Reading a blog by Sunil Sethi and an article by Seema Goswami (both of whom I follow to get book recommendations) made me look back on my year in books. Technology and more specifically, apps in recent years have helped keep track of books that one has read, and in my case acquiring a Kindle as a New Year self-gift in 2015 re-kindled my love of reading. Reading and writing have become fashionable these days in the same way as wearing a sari!
The beginning of 2018 saw me going back to an old Mills & Boon author (yes, I read M&B!!), trigger for which was a story I think I read in very old Women’s Weekly mini books some of which have survived from 1960s when my mother read them and have travelled with me across homes. From there I moved to my go-to genre for the times when I stay away from serious books – Mystery novels. I had been planning to read Alexander McCall Smith’s famous characters Precious and Grace of The No 1 Ladies Detective Agency ever since a reader friend (who also is an inspiration for reading and her recommendations) gave me couple of books from her collection few years back and I read almost the full series in 2018.
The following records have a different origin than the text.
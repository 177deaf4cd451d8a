//! `glossa onboard` — First-time setup.

use glossa_config::AppConfig;

pub async fn run() -> Result<(), Box<dyn std::error::Error>> {
    let config_dir = AppConfig::config_dir();
    let config_path = AppConfig::config_path();

    println!("Glossa — First-Time Setup");
    println!("=========================\n");

    if !config_dir.exists() {
        std::fs::create_dir_all(&config_dir)?;
        println!("✅ Created config directory: {}", config_dir.display());
    } else {
        println!("  Config directory exists: {}", config_dir.display());
    }

    if config_path.exists() {
        println!("\n⚠️  Config already exists at: {}", config_path.display());
        println!("   Edit it manually or delete it and re-run onboard.\n");
        return Ok(());
    }

    std::fs::write(&config_path, AppConfig::default_toml())?;
    println!("✅ Created config.toml at: {}", config_path.display());
    println!("\n📝 Next steps:");
    println!("   1. Add your API key to {}", config_path.display());
    println!("      (or export DEEPSEEK_API_KEY / GLOSSA_API_KEY)");
    println!("   2. Set [translation] target_language");
    println!("   3. Run: glossa translate --text \"Hello world.\"\n");

    Ok(())
}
Continuing in the same genre, I re-read few books by the queen of mystery Agatha Christie, a new adaptation of the famous Mr Poirot, GK Chesterton’s Father Brown and a new author in my stable Anthony Horowitz’s Hawthorne #1.
Like binge-watching on Netflix, I binge-read books by authors and my Goodreads history over the years are proof to this habit. Two years back, in one of my blog articles Of Reading, I regretted on my inability to read few cult authors which could have been a factor of mindset, age or something else and wanted to conquer over this inhibition in 2018. Salman Rushdie’s latest The Golden House started that breakthrough and continued with two more of his more recent fictional books. And hopefully 2019 would see more writers being added in this journey.
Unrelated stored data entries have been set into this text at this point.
//! LLM Provider implementations for Glossa.
//!
//! All providers implement the `glossa_core::Provider` trait.
//! [`build_from_config`] constructs the configured default provider.

pub mod openai_compat;

pub use openai_compat::{OpenAiCompatProvider, SseDecoder};

use glossa_config::AppConfig;
use glossa_core::{Provider, ProviderError};
use std::sync::Arc;

/// Build the default provider from configuration.
///
/// Base URL precedence: top-level `base_url`, then the provider's own
/// `api_url`, then the well-known URL for its name.
pub fn build_from_config(config: &AppConfig) -> Result<Arc<dyn Provider>, ProviderError> {
    let name = config.default_provider.as_str();
    let provider_config = config.providers.get(name);

    let base_url = config
        .base_url
        .clone()
        .or_else(|| provider_config.and_then(|p| p.api_url.clone()))
        .or_else(|| default_base_url(name))
        .ok_or_else(|| {
            ProviderError::NotConfigured(format!(
                "no base URL known for provider '{name}', set base_url or [providers.{name}] api_url"
            ))
        })?;

    let api_key = match config.api_key_for(name) {
        Some(key) => key.to_string(),
        None if is_local(name) => String::new(),
        None => {
            return Err(ProviderError::NotConfigured(format!(
                "no API key for provider '{name}', set api_key or GLOSSA_API_KEY"
            )));
        }
    };

    tracing::debug!(provider = name, base_url = %base_url, "Building provider");
    Ok(Arc::new(OpenAiCompatProvider::new(name, base_url, api_key)))
}

/// Get the default base URL for well-known providers.
fn default_base_url(provider_name: &str) -> Option<String> {
    let url = match provider_name {
        "deepseek" => "https://api.deepseek.com/v1",
        "openai" => "https://api.openai.com/v1",
        "openrouter" => "https://openrouter.ai/api/v1",
        "ollama" => "http://localhost:11434/v1",
        "groq" => "https://api.groq.com/openai/v1",
        "together" => "https://api.together.xyz/v1",
        "vllm" => "http://localhost:8000/v1",
        "llamacpp" | "llama.cpp" => "http://localhost:8080/v1",
        _ => return None,
    };
    Some(url.into())
}

/// Local servers accept any key.
fn is_local(provider_name: &str) -> bool {
    matches!(provider_name, "ollama" | "vllm" | "llamacpp" | "llama.cpp")
}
Another book on the long list of to-be-read was The Emperor of all Maladies by Siddhartha Mukherjee, and when you hear about someone’s suffering of Cancer almost every week, the urge to read and understand the genetics behind this dreaded disease was too great to be able to push this book behind any further. The book helps you understand not only the struggle people face but also the struggle of medical fraternity and researchers in finding the cure for this ever-changing disease.
The year was also about going back to classics and I read all hitherto un-read (or forgotten the storyline) novels by Jane Austen which I had never got around to reading before during my classics era of reading.
New book by Chetan Bhagat had to be read to satisfy the curiosity and for me, this probably has been the best he has written so far. Another much-loved author (from what I have heard) Chitra Banerjee Divakaruni was added to the experiment of discovering new authors.
I had read Aatish Taseer’s first book in 2017 and enjoyed it so much that read his two fictional novels based on India and its traditional literature and stories in 2018. I have to admit that though I really liked them, the subject matter was too intense and complicated for me to comprehend in toto. I also started few more books on India, about India but they never reached the finish line and I hope that I will be able to do them justice this year.
The year-end soiree was political thriller by Seema Goswami based on and as Race Course Road (again, very enjoyable) and a return to my old favourite author Ruskin Bond with compilation of his favourite stories.
So this was my 2018 year in Books and hopefully 2019 would be even more interesting. I would and should attempt to finish that huge pile of half-read books and also make dent on that ever-increasing tsundoku list.